= Work order =
All of the data below is to be written out again exactly.

Dataset entries

BEGIN

// live_transcript — Streaming transcript engine for assistant chat clients
// Copyright (C) 2025  Simon Peter Rothgang
//
// This program is free software: you can redistribute it and/or modify
// it under the terms of the GNU Affero General Public License as
// published by the Free Software Foundation, either version 3 of the
// License, or (at your option) any later version.
//
// This program is distributed in the hope that it will be useful,
// but WITHOUT ANY WARRANTY; without even the implied warranty of
// MERCHANTABILITY or FITNESS FOR A PARTICULAR PURPOSE.  See the
// GNU Affero General Public License for more details.
//
// You should have received a copy of the GNU Affero General Public License
// along with this program.  If not, see <https://www.gnu.org/licenses/>.

pub mod agent;
pub mod app;
pub mod error;
pub mod ui;

use clap::Parser;
use std::path::PathBuf;

#[derive(Parser, Debug)]
#[command(
    name = "transcript-replay",
    about = "Replay a recorded assistant stream through the live transcript renderer"
)]
pub struct Cli {
    /// JSON-lines file of recorded stream events
    pub replay: PathBuf,

    /// Playback speed multiplier applied to recorded delays
    #[arg(long, default_value_t = 1.0)]
    pub speed: f32,

    /// Ignore recorded delays and deliver every event immediately
    #[arg(long)]
    pub no_delay: bool,

    /// Distance from bottom (rows) that counts as "at the bottom" while idle
    #[arg(long)]
    pub idle_threshold: Option<f32>,

    /// Distance from bottom (rows) that counts as "at the bottom" while streaming
    #[arg(long)]
    pub streaming_threshold: Option<f32>,

    /// Maximum rows the follow animation may advance per frame
    #[arg(long)]
    pub max_step: Option<f32>,

    /// Write tracing diagnostics to a file (disabled unless explicitly set)
    #[arg(long, value_name = "PATH")]
    pub log_file: Option<PathBuf>,

    /// Tracing filter directives (example: `info,live_transcript::app=debug`)
    #[arg(long, value_name = "FILTER")]
    pub log_filter: Option<String>,

    /// Append to `--log-file` instead of truncating on startup
    #[arg(long)]
    pub log_append: bool,
}

impl Cli {
    /// Scroll tuning for the terminal host, with CLI overrides applied.
    #[must_use]
    pub fn scroll_config(&self) -> app::ScrollConfig {
        let mut config = app::ScrollConfig::terminal();
        if let Some(idle) = self.idle_threshold {
            config.follow.idle_threshold = idle.max(0.0);
        }
        if let Some(streaming) = self.streaming_threshold {
            config.follow.streaming_threshold = streaming.max(0.0);
        }
        if let Some(step) = self.max_step {
            config.driver.max_step = step.max(config.driver.epsilon);
        }
        config
    }
}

END

= Response for this exercise =
// live_transcript — Streaming transcript engine for assistant chat clients
// Copyright (C) 2025  Simon Peter Rothgang
//
// This program is free software: you can redistribute it and/or modify
// it under the terms of the GNU Affero General Public License as
// published by the Free Software Foundation, either version 3 of the
// License, or (at your option) any later version.
//
// This program is distributed in the hope that it will be useful,
// but WITHOUT ANY WARRANTY; without even the implied warranty of
// MERCHANTABILITY or FITNESS FOR A PARTICULAR PURPOSE.  See the
// GNU Affero General Public License for more details.
//
// You should have received a copy of the GNU Affero General Public License
// along with this program.  If not, see <https://www.gnu.org/licenses/>.

pub mod agent;
pub mod app;
pub mod error;
pub mod ui;

use clap::Parser;
use std::path::PathBuf;

#[derive(Parser, Debug)]
#[command(
    name = "transcript-replay",
    about = "Replay a recorded assistant stream through the live transcript renderer"
)]
pub struct Cli {
    /// JSON-lines file of recorded stream events
    pub replay: PathBuf,

    /// Playback speed multiplier applied to recorded delays
    #[arg(long, default_value_t = 1.0)]
    pub speed: f32,

    /// Ignore recorded delays and deliver every event immediately
    #[arg(long)]
    pub no_delay: bool,

    /// Distance from bottom (rows) that counts as "at the bottom" while idle
    #[arg(long)]
    pub idle_threshold: Option<f32>,

    /// Distance from bottom (rows) that counts as "at the bottom" while streaming
    #[arg(long)]
    pub streaming_threshold: Option<f32>,

    /// Maximum rows the follow animation may advance per frame
    #[arg(long)]
    pub max_step: Option<f32>,

    /// Write tracing diagnostics to a file (disabled unless explicitly set)
    #[arg(long, value_name = "PATH")]
    pub log_file: Option<PathBuf>,

    /// Tracing filter directives (example: `info,live_transcript::app=debug`)
    #[arg(long, value_name = "FILTER")]
    pub log_filter: Option<String>,

    /// Append to `--log-file` instead of truncating on startup
    #[arg(long)]
    pub log_append: bool,
}

impl Cli {
    /// Scroll tuning for the terminal host, with CLI overrides applied.
    #[must_use]
    pub fn scroll_config(&self) -> app::ScrollConfig {
        let mut config = app::ScrollConfig::terminal();
        if let Some(idle) = self.idle_threshold {
            config.follow.idle_threshold = idle.max(0.0);
        }
        if let Some(streaming) = self.streaming_threshold {
            config.follow.streaming_threshold = streaming.max(0.0);
        }
        if let Some(step) = self.max_step {
            config.driver.max_step = step.max(config.driver.epsilon);
        }
        config
    }
}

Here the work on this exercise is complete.